One might argue that it becomes more than a personality quirk when it’s enough of a trait to be written into the breed standard:
The Grand Basset Griffon Vendéen is “a little stubborn.”
The Bergamasco is “naturally stubborn and will persevere with a task until done.”
The Wirehaired Vizsla is “self-confident, eager to learn, clever, sensitive and yet stubborn.”
If there is any surprise that a standard would have the word, “stubborn” written into it, we would argue that what is actually surprising is that more breed standards don’t incorporate the word. Our own breed (the Puli) has been described to us by non-owners as stubborn and willful. They mistake intelligence for stubborness. Many breeds have been bred for centuries to work independently and make decisions, and when working a herd of recalcitrant sheep or cattle, hunting in the field, or going after a clever varmint underground, it takes tenacity to get the job done; that word – tenacity – does show up in a few standards:
The Dandie Dinmont Terrier “combines an affectionate and dignified nature with, in a working situation, tenacity and boldness.”
“From the past history of the Staffordshire Bull Terrier, the modern dog draws its character of indomitable courage, high intelligence, and tenacity.“
The German Pinscher …”has fearless courage and tenacity if threatened.”
“Stick-to-itiveness” is the unspoken word in many job descriptions, a determination to see the task through, and guess what? That word – determination – also appears in some breed standards:
The Entlebucher is “lively, active, persistent, self-assured and determined;”
The Doberman Pinscher [is] “Energetic, watchful, determined, alert, fearless, loyal and obedient;”
The German Wirehaired Pointer “is an intelligent, energetic and determined hunter;”

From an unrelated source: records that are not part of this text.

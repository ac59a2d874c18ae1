//! Card Entity
//!
//! A labeled note card. Records coming from storage or from an import file
//! may carry fields this version does not know about; those are kept in
//! `extra` and written back untouched.

use std::fmt;

use chrono::{DateTime, Utc};
use serde::{Deserialize, Deserializer, Serialize};
use serde_json::{Map, Value};

use super::entity::{DomainError, DomainResult, Entity, MissingFields};

/// Card identifier (milliseconds since the Unix epoch at creation time)
pub type CardId = i64;

/// Color tag shown as the card's background
#[derive(Debug, Clone, Copy, PartialEq, Eq, Hash, Default, Serialize, Deserialize)]
#[serde(rename_all = "lowercase", from = "ColorRepr")]
pub enum CardColor {
    Red,
    #[default]
    Blue,
    Green,
    Yellow,
    Purple,
    Pink,
    Indigo,
    Gray,
}

impl CardColor {
    /// Every color in picker order
    pub const ALL: [CardColor; 8] = [
        CardColor::Red,
        CardColor::Blue,
        CardColor::Green,
        CardColor::Yellow,
        CardColor::Purple,
        CardColor::Pink,
        CardColor::Indigo,
        CardColor::Gray,
    ];

    pub fn as_str(&self) -> &'static str {
        match self {
            CardColor::Red => "red",
            CardColor::Blue => "blue",
            CardColor::Green => "green",
            CardColor::Yellow => "yellow",
            CardColor::Purple => "purple",
            CardColor::Pink => "pink",
            CardColor::Indigo => "indigo",
            CardColor::Gray => "gray",
        }
    }

    pub fn label(&self) -> &'static str {
        match self {
            CardColor::Red => "Red",
            CardColor::Blue => "Blue",
            CardColor::Green => "Green",
            CardColor::Yellow => "Yellow",
            CardColor::Purple => "Purple",
            CardColor::Pink => "Pink",
            CardColor::Indigo => "Indigo",
            CardColor::Gray => "Gray",
        }
    }

    /// Unrecognized names fall back to blue
    pub fn from_name(name: &str) -> Self {
        CardColor::ALL
            .into_iter()
            .find(|c| c.as_str() == name)
            .unwrap_or_default()
    }
}

impl fmt::Display for CardColor {
    fn fmt(&self, f: &mut fmt::Formatter<'_>) -> fmt::Result {
        f.write_str(self.as_str())
    }
}

#[derive(Deserialize)]
#[serde(untagged)]
enum ColorRepr {
    Name(String),
    Other(serde::de::IgnoredAny),
}

impl From<ColorRepr> for CardColor {
    fn from(repr: ColorRepr) -> Self {
        match repr {
            ColorRepr::Name(name) => CardColor::from_name(&name),
            ColorRepr::Other(_) => CardColor::default(),
        }
    }
}

/// A note card
///
/// Decoding is lenient: only `id` has to be an integer. Non-string text
/// fields are stringified, and a `createdAt` that is not an ISO timestamp
/// stays in `extra` so it is written back as it came.
#[derive(Debug, Clone, PartialEq, Serialize)]
pub struct Card {
    /// Unique identifier, never reassigned
    pub id: CardId,
    pub title: String,
    pub summary: String,
    pub description: String,
    pub color: CardColor,
    /// Creation time, preserved across edits
    #[serde(
        rename = "createdAt",
        skip_serializing_if = "Option::is_none",
        serialize_with = "iso_millis::serialize"
    )]
    pub created_at: Option<DateTime<Utc>>,
    /// Unknown fields, passed through uninterpreted
    #[serde(flatten)]
    pub extra: Map<String, Value>,
}

impl Card {
    /// Build a card from a validated draft
    pub fn from_draft(id: CardId, draft: ValidDraft, created_at: DateTime<Utc>) -> Self {
        let ValidDraft(draft) = draft;
        Self {
            id,
            title: draft.title,
            summary: draft.summary,
            description: draft.description,
            color: draft.color,
            created_at: Some(created_at),
            extra: Map::new(),
        }
    }

    /// Plain constructor used for built-in cards and tests
    pub fn new(
        id: CardId,
        title: &str,
        summary: &str,
        description: &str,
        color: CardColor,
        created_at: DateTime<Utc>,
    ) -> Self {
        Self {
            id,
            title: title.to_string(),
            summary: summary.to_string(),
            description: description.to_string(),
            color,
            created_at: Some(created_at),
            extra: Map::new(),
        }
    }

    /// Replace the editable fields, keeping id, creation time and extras
    pub fn apply(&mut self, draft: ValidDraft) {
        let ValidDraft(draft) = draft;
        self.title = draft.title;
        self.summary = draft.summary;
        self.description = draft.description;
        self.color = draft.color;
    }
}

impl<'de> Deserialize<'de> for Card {
    fn deserialize<D>(deserializer: D) -> Result<Self, D::Error>
    where
        D: Deserializer<'de>,
    {
        let record = Map::<String, Value>::deserialize(deserializer)?;
        Card::from_record(record).map_err(serde::de::Error::custom)
    }
}

impl Card {
    fn from_record(mut record: Map<String, Value>) -> Result<Self, String> {
        let id = match record.remove("id") {
            Some(value) => value
                .as_i64()
                .ok_or_else(|| format!("id {} is not an integer", value))?,
            None => return Err("missing field `id`".to_string()),
        };
        let created_at = match record.remove(CREATED_AT) {
            Some(value) => match iso_millis::parse(&value) {
                Some(dt) => Some(dt),
                None => {
                    record.insert(CREATED_AT.to_string(), value);
                    None
                }
            },
            None => None,
        };
        let color = record
            .remove("color")
            .and_then(|value| CardColor::deserialize(value).ok())
            .unwrap_or_default();

        Ok(Self {
            id,
            title: take_text(&mut record, "title"),
            summary: take_text(&mut record, "summary"),
            description: take_text(&mut record, "description"),
            color,
            created_at,
            extra: record,
        })
    }
}

const CREATED_AT: &str = "createdAt";

fn take_text(record: &mut Map<String, Value>, key: &str) -> String {
    match record.remove(key) {
        Some(Value::String(text)) => text,
        Some(Value::Null) | None => String::new(),
        Some(other) => other.to_string(),
    }
}

impl Entity for Card {
    type Id = CardId;

    fn id(&self) -> Self::Id {
        self.id
    }
}

/// Required text fields of a draft
#[derive(Debug, Clone, Copy, PartialEq, Eq)]
pub enum DraftField {
    Title,
    Summary,
    Description,
}

impl DraftField {
    pub fn as_str(&self) -> &'static str {
        match self {
            DraftField::Title => "title",
            DraftField::Summary => "summary",
            DraftField::Description => "description",
        }
    }
}

impl fmt::Display for DraftField {
    fn fmt(&self, f: &mut fmt::Formatter<'_>) -> fmt::Result {
        f.write_str(self.as_str())
    }
}

/// Unsaved form values
#[derive(Debug, Clone, PartialEq, Eq, Default)]
pub struct CardDraft {
    pub title: String,
    pub summary: String,
    pub description: String,
    pub color: CardColor,
}

impl CardDraft {
    pub fn new(title: &str, summary: &str, description: &str, color: CardColor) -> Self {
        Self {
            title: title.to_string(),
            summary: summary.to_string(),
            description: description.to_string(),
            color,
        }
    }

    /// Seed a draft from an existing card for editing
    pub fn from_card(card: &Card) -> Self {
        Self {
            title: card.title.clone(),
            summary: card.summary.clone(),
            description: card.description.clone(),
            color: card.color,
        }
    }

    pub fn field(&self, field: DraftField) -> &str {
        match field {
            DraftField::Title => &self.title,
            DraftField::Summary => &self.summary,
            DraftField::Description => &self.description,
        }
    }

    pub fn set_field(&mut self, field: DraftField, value: String) {
        match field {
            DraftField::Title => self.title = value,
            DraftField::Summary => self.summary = value,
            DraftField::Description => self.description = value,
        }
    }

    pub fn missing_fields(&self) -> Vec<DraftField> {
        [DraftField::Title, DraftField::Summary, DraftField::Description]
            .into_iter()
            .filter(|f| self.field(*f).trim().is_empty())
            .collect()
    }

    /// Trim all text fields, failing if any required one ends up empty
    pub fn validate(&self) -> DomainResult<ValidDraft> {
        let missing = self.missing_fields();
        if !missing.is_empty() {
            return Err(DomainError::Validation(MissingFields(missing)));
        }
        Ok(ValidDraft(CardDraft {
            title: self.title.trim().to_string(),
            summary: self.summary.trim().to_string(),
            description: self.description.trim().to_string(),
            color: self.color,
        }))
    }
}

/// A trimmed draft with every required field present
#[derive(Debug, Clone, PartialEq, Eq)]
pub struct ValidDraft(CardDraft);

/// `createdAt` in the `toISOString` shape: millisecond precision, `Z` suffix
mod iso_millis {
    use chrono::{DateTime, Utc};
    use serde::Serializer;
    use serde_json::Value;

    const FORMAT: &str = "%Y-%m-%dT%H:%M:%S%.3fZ";

    pub fn serialize<S>(value: &Option<DateTime<Utc>>, serializer: S) -> Result<S::Ok, S::Error>
    where
        S: Serializer,
    {
        match value {
            Some(dt) => serializer.collect_str(&dt.format(FORMAT)),
            None => serializer.serialize_none(),
        }
    }

    /// Any RFC 3339 string; everything else is left to the caller
    pub fn parse(value: &Value) -> Option<DateTime<Utc>> {
        let text = value.as_str()?;
        DateTime::parse_from_rfc3339(text)
            .ok()
            .map(|dt| dt.with_timezone(&Utc))
    }
}

#[cfg(test)]
mod tests {
    use super::*;
    use chrono::TimeZone;
    use rstest::rstest;

    fn at(ms: i64) -> DateTime<Utc> {
        Utc.timestamp_millis_opt(ms).unwrap()
    }

    #[test]
    fn test_card_creation_from_draft() {
        let draft = CardDraft::new("  Fireball ", "8d6 fire", " boom ", CardColor::Red);
        let card = Card::from_draft(42, draft.validate().unwrap(), at(1_000));
        assert_eq!(card.id(), 42);
        assert_eq!(card.title, "Fireball");
        assert_eq!(card.description, "boom");
        assert_eq!(card.created_at, Some(at(1_000)));
    }

    #[rstest]
    #[case("", "s", "d", vec![DraftField::Title])]
    #[case("t", "   ", "d", vec![DraftField::Summary])]
    #[case("t", "s", "\n\t", vec![DraftField::Description])]
    #[case(" ", "", "", vec![DraftField::Title, DraftField::Summary, DraftField::Description])]
    fn test_blank_fields_fail_validation(
        #[case] title: &str,
        #[case] summary: &str,
        #[case] description: &str,
        #[case] expected: Vec<DraftField>,
    ) {
        let draft = CardDraft::new(title, summary, description, CardColor::Blue);
        assert_eq!(
            draft.validate(),
            Err(DomainError::Validation(MissingFields(expected)))
        );
    }

    #[rstest]
    #[case("\"purple\"", CardColor::Purple)]
    #[case("\"teal\"", CardColor::Blue)]
    #[case("7", CardColor::Blue)]
    #[case("null", CardColor::Blue)]
    fn test_color_deserialization(#[case] raw: &str, #[case] expected: CardColor) {
        let color: CardColor = serde_json::from_str(raw).unwrap();
        assert_eq!(color, expected);
    }

    #[test]
    fn test_card_wire_shape() {
        let card = Card::new(1, "Rage", "+2", "text", CardColor::Red, at(1_700_000_000_123));
        let json = serde_json::to_value(&card).unwrap();
        assert_eq!(json["createdAt"], "2023-11-14T22:13:20.123Z");
        assert_eq!(json["color"], "red");
        assert!(json.get("extra").is_none());
    }

    #[test]
    fn test_unknown_fields_pass_through() {
        let raw = r#"{"id":5,"title":"a","summary":"b","description":"c","color":"green","pinned":true}"#;
        let card: Card = serde_json::from_str(raw).unwrap();
        assert_eq!(card.extra.get("pinned"), Some(&Value::Bool(true)));
        assert!(card.created_at.is_none());

        let back = serde_json::to_value(&card).unwrap();
        assert_eq!(back["pinned"], true);
        assert!(back.get("createdAt").is_none());
    }

    #[test]
    fn test_loose_fields_are_kept() {
        let raw = r#"{"id":501,"title":42,"summary":null,"description":["a"],"createdAt":"May 1st"}"#;
        let card: Card = serde_json::from_str(raw).unwrap();
        assert_eq!(card.id, 501);
        assert_eq!(card.title, "42");
        assert_eq!(card.summary, "");
        assert_eq!(card.description, r#"["a"]"#);
        assert_eq!(card.created_at, None);
        assert_eq!(card.extra.get("createdAt"), Some(&Value::String("May 1st".into())));

        let back = serde_json::to_value(&card).unwrap();
        assert_eq!(back["createdAt"], "May 1st");
        assert_eq!(back["color"], "blue");
    }

    #[test]
    fn test_numeric_created_at_passes_through() {
        let card: Card = serde_json::from_str(r#"{"id":1,"createdAt":1714557600000}"#).unwrap();
        assert_eq!(card.created_at, None);
        let back = serde_json::to_value(&card).unwrap();
        assert_eq!(back["createdAt"], 1_714_557_600_000_i64);
    }

    #[rstest]
    #[case(r#"{"title":"no id"}"#)]
    #[case(r#"{"id":"7"}"#)]
    #[case(r#"{"id":7.5}"#)]
    #[case(r#"{"id":null}"#)]
    #[case("[1, 2]")]
    fn test_id_must_be_an_integer(#[case] raw: &str) {
        assert!(serde_json::from_str::<Card>(raw).is_err());
    }

    #[test]
    fn test_apply_keeps_identity() {
        let mut card = Card::new(9, "old", "old", "old", CardColor::Gray, at(5));
        card.extra.insert("deck".into(), Value::String("b".into()));
        card.apply(CardDraft::new("new", "n", "n", CardColor::Pink).validate().unwrap());
        assert_eq!(card.id, 9);
        assert_eq!(card.created_at, Some(at(5)));
        assert_eq!(card.title, "new");
        assert_eq!(card.color, CardColor::Pink);
        assert_eq!(card.extra.len(), 1);
    }
}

The Curly-Coated Retriever “is a charming and gentle family companion and a determined, durable hunter;”
The Kuvasz is “a spirited dog of keen intelligence, determination, courage and curiosity;”
The Flat-Coat (Retriever) “is keen and birdy, flushing within gun range, as well as a determined, resourceful retriever on land and water.”
The Nova Scotia Duck Tolling Retriever “is alert, determined, and quick, with a keen desire to work and please.”
The Sealyham “should be the embodiment of power and determination;”
The Irish Red and White Setter has “a kindly, friendly attitude, behind which is discernible determination, courage and high spirit;”
The German Pinscher is “energetic, watchful, alert, agile, fearless, determined, intelligent and loyal” (note that this breed standard includes the words, “stubborn and determined!);
The Clumber Spaniel “displays determination and a strong sense of purpose while at work;”
The Black Russian Terrier “is alert and responsive, instinctively protective, determined, fearless, deeply loyal to family…”
Not surprisingly, these traits are mentioned in the standards of intelligent breeds that work. Training an intelligent (let alone stubborn, tenacious and determined) dog requires staying one step ahead of the dog and training in creative ways that don’t bore the dog. If you’ve been tasked to work with such a dog, you know it’s a labor of love, consistency, and patience, particularly if it’s a teenager!
All this said, we’ve noticed that not all breed standards make note of the aforementioned qualities, but anecdotally, several breeds have a reputation (rightly or wrongly) for being hard headed. Is yours one of them?